■ PROBLEM REQUIREMENTS: For the listing below, return the line containing "as empty state;", the line containing "so that concurrent", and all lines in between, exactly as written and nothing else.

■ SUPPLIED INFORMATION:
=====

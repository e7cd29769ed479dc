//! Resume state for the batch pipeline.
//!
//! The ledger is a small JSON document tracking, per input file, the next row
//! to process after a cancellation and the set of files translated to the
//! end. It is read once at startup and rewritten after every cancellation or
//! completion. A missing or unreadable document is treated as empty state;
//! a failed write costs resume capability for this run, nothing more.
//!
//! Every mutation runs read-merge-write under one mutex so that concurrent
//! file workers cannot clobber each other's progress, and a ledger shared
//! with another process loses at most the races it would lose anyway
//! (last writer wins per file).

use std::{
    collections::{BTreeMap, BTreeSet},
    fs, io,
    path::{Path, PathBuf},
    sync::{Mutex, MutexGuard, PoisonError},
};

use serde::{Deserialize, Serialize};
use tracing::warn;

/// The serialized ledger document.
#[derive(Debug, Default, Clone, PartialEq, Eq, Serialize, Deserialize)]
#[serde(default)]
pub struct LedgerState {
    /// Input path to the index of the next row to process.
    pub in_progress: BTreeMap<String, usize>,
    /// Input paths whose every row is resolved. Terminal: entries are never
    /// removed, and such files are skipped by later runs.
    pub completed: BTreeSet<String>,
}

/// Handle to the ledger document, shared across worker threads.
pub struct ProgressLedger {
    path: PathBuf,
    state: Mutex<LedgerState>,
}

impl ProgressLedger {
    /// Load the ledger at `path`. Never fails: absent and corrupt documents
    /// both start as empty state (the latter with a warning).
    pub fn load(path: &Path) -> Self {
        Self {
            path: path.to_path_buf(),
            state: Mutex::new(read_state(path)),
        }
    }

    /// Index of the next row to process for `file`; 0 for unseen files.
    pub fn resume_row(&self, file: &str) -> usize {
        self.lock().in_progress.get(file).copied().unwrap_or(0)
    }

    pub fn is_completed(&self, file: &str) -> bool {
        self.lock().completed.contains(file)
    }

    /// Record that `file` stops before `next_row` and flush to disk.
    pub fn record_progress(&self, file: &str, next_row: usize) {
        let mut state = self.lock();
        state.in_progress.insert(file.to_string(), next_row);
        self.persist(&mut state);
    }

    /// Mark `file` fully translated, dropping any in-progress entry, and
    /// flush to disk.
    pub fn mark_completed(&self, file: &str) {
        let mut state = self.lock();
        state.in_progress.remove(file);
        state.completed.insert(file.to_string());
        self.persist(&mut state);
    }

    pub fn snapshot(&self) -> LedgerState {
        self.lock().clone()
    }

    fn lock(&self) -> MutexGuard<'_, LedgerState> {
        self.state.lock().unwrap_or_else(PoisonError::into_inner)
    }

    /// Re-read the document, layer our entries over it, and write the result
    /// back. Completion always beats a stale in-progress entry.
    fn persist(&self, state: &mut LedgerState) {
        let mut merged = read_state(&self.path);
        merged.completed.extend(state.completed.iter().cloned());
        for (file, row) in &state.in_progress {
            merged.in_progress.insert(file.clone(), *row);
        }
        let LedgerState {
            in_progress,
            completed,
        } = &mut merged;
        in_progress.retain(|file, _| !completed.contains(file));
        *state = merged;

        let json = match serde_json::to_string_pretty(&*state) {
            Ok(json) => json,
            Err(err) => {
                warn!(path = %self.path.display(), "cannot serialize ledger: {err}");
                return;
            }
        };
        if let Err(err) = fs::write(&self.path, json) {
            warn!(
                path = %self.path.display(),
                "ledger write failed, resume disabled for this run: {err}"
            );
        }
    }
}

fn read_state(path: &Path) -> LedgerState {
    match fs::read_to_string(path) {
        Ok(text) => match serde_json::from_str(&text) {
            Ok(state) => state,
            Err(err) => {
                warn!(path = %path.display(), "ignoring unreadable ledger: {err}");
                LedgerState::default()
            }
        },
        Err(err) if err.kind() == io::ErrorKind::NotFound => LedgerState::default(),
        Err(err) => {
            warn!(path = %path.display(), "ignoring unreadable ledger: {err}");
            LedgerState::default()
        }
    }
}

=====

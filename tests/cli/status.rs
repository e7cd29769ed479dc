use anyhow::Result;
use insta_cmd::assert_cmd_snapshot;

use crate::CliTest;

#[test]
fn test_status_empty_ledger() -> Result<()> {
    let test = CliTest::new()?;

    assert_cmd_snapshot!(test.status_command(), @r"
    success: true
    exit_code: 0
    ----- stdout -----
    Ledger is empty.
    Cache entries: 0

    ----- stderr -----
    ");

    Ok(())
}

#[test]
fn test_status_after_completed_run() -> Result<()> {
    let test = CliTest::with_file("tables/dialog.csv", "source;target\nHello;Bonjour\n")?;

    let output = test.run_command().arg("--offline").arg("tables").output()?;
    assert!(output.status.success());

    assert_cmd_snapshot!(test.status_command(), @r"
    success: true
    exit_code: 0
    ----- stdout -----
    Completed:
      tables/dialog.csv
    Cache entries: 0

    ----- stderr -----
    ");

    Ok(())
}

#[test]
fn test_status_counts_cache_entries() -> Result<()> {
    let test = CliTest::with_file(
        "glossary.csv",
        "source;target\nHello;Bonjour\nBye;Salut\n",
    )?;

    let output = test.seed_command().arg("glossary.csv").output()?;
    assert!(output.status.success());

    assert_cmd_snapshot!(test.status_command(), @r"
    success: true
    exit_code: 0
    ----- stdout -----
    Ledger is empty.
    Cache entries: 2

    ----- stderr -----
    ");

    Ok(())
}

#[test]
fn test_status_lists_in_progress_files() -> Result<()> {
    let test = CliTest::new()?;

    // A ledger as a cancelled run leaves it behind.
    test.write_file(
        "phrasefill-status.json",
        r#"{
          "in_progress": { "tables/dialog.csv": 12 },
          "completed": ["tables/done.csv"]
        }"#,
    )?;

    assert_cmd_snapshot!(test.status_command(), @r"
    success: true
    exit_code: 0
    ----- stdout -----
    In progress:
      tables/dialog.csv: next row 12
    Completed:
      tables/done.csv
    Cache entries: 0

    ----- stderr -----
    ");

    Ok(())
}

=====

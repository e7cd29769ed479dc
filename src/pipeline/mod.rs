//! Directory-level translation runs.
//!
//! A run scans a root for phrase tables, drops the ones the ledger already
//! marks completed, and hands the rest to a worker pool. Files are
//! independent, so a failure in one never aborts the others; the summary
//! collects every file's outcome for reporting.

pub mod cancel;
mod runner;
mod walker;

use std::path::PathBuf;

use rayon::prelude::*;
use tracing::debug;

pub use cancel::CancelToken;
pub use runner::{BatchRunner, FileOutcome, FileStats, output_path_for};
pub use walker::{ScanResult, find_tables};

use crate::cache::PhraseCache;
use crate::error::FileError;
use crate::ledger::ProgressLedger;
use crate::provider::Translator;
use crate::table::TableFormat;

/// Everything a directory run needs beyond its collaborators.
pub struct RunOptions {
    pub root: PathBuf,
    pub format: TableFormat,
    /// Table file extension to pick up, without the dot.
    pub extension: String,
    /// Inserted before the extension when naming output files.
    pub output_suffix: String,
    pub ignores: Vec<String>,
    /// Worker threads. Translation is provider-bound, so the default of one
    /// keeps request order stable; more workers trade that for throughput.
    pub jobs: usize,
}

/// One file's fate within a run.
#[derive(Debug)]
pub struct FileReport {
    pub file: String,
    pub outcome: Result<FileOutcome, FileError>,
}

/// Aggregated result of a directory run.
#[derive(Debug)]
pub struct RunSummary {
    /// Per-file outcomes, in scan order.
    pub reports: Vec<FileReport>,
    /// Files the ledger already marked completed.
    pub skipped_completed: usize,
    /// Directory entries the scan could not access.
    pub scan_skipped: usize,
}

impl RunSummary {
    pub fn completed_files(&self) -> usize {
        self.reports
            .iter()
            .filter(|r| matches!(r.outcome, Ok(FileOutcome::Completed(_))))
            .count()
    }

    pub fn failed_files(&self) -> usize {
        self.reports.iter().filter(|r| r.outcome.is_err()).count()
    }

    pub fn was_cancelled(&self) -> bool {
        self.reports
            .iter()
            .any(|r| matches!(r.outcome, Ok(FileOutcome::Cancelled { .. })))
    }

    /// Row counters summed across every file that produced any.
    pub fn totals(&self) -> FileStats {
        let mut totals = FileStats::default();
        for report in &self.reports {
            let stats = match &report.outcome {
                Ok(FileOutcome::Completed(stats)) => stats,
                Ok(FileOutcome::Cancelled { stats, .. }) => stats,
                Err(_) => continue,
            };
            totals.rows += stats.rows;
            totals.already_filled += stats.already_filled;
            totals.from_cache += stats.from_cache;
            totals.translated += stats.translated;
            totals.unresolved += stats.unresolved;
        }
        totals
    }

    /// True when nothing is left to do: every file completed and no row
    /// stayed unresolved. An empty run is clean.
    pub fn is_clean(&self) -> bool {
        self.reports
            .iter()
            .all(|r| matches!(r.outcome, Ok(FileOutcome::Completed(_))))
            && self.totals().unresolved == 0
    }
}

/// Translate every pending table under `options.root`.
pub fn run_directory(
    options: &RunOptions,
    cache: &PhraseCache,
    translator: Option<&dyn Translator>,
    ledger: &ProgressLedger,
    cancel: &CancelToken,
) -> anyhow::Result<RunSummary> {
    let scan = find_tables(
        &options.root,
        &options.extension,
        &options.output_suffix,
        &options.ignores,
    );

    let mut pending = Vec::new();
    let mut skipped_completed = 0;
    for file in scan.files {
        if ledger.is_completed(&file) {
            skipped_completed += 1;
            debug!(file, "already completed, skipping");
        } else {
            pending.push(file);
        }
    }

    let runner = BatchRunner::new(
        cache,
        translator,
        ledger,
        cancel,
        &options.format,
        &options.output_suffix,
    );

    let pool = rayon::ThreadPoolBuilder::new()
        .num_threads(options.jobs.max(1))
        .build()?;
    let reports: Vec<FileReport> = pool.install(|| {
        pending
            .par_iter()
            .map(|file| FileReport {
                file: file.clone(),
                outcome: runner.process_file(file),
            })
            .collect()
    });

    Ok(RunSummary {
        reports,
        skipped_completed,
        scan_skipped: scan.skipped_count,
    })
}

=====

■ SOLUTION FOR THIS EXERCISE:
//! completion. A missing or unreadable document is treated as empty state;
//! a failed write costs resume capability for this run, nothing more.
//!
//! Every mutation runs read-merge-write under one mutex so that concurrent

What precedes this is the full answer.